Task goal
Copy out every line of the records in which "chosen" can be found.

Recorded data
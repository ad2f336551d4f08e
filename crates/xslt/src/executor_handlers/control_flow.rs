//! `xsl:if`, `xsl:choose`, `xsl:message`, fallback and the start of a run.

use super::{push_next, step_body};
use crate::ast::{ActionId, Branch};
use crate::context::GlobalValue;
use crate::error::XsltError;
use crate::frame::{FrameState, Outcome};
use crate::processor::Processor;
use crate::query_store::QueryId;
use std::collections::HashMap;
use trellis_xpath1::DataSourceNode;

/// Computes every global in declaration order, then applies templates to the
/// root node.
pub(crate) fn handle_root<'s, 'a, 'o, N: DataSourceNode<'a> + 'a>(
    processor: &mut Processor<'s, 'a, 'o, N>,
    index: usize,
) -> Result<Outcome, XsltError> {
    let next = match processor.frames[index].state {
        FrameState::Start => 0,
        FrameState::Body { next } => next,
        _ => return Ok(Outcome::Finished),
    };

    if let Some(offset) = processor.globals[next..]
        .iter()
        .position(|g| matches!(g, GlobalValue::Pending))
    {
        let global = next + offset;
        processor.frames[index].state = FrameState::Body { next: global + 1 };
        processor.start_global(global)?;
        return Ok(Outcome::Continue);
    }

    let frame = &processor.frames[index];
    let (node, mode) = (frame.node, frame.mode);
    let found = processor.find_template(index, 0, mode, node)?;
    processor.frames[index].state = FrameState::Done;
    processor.push_rule(index, node, 1, 1, mode, found, HashMap::new());
    Ok(Outcome::Continue)
}

pub(crate) fn handle_if<'s, 'a, 'o, N: DataSourceNode<'a> + 'a>(
    processor: &mut Processor<'s, 'a, 'o, N>,
    index: usize,
    test: QueryId,
    body: &[ActionId],
) -> Result<Outcome, XsltError> {
    if matches!(processor.frames[index].state, FrameState::Start) && !processor.evaluate(index, test)?.to_bool() {
        return Ok(Outcome::Finished);
    }
    Ok(step_body(processor, index, body))
}

pub(crate) fn handle_choose<'s, 'a, 'o, N: DataSourceNode<'a> + 'a>(
    processor: &mut Processor<'s, 'a, 'o, N>,
    index: usize,
    branches: &[Branch],
) -> Result<Outcome, XsltError> {
    if !matches!(processor.frames[index].state, FrameState::Start) {
        return Ok(Outcome::Finished);
    }
    for branch in branches {
        let chosen = match branch.test {
            Some(test) => processor.evaluate(index, test)?.to_bool(),
            None => true,
        };
        if chosen {
            processor.frames[index].state = FrameState::Done;
            processor.push_child(index, branch.body);
            return Ok(Outcome::Continue);
        }
    }
    Ok(Outcome::Finished)
}

pub(crate) fn handle_message<'s, 'a, 'o, N: DataSourceNode<'a> + 'a>(
    processor: &mut Processor<'s, 'a, 'o, N>,
    index: usize,
    terminate: bool,
    body: &[ActionId],
) -> Result<Outcome, XsltError> {
    if matches!(processor.frames[index].state, FrameState::Start) {
        processor.begin_capture();
        processor.frames[index].state = FrameState::Body { next: 0 };
    }
    if push_next(processor, index, body) {
        return Ok(Outcome::Continue);
    }

    let text = processor.end_capture()?.string_value();
    if terminate {
        log::warn!("xsl:message (terminate): {}", text);
        processor.messages.push(text.clone());
        return Err(XsltError::Terminated(text));
    }
    log::info!("xsl:message: {}", text);
    processor.messages.push(text);
    Ok(Outcome::Finished)
}

/// An instruction from a newer XSLT version runs its `xsl:fallback`
/// children. Without any, it is an error once it is actually reached.
pub(crate) fn handle_unsupported<'s, 'a, 'o, N: DataSourceNode<'a> + 'a>(
    processor: &mut Processor<'s, 'a, 'o, N>,
    index: usize,
    name: &str,
    fallback: &[ActionId],
) -> Result<Outcome, XsltError> {
    if fallback.is_empty() {
        return Err(XsltError::UnsupportedInstruction(name.to_string()));
    }
    if matches!(processor.frames[index].state, FrameState::Start) {
        log::debug!("Running fallback for '{}'", name);
    }
    Ok(step_body(processor, index, fallback))
}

Result below
        let chosen = match branch.test {
        if chosen {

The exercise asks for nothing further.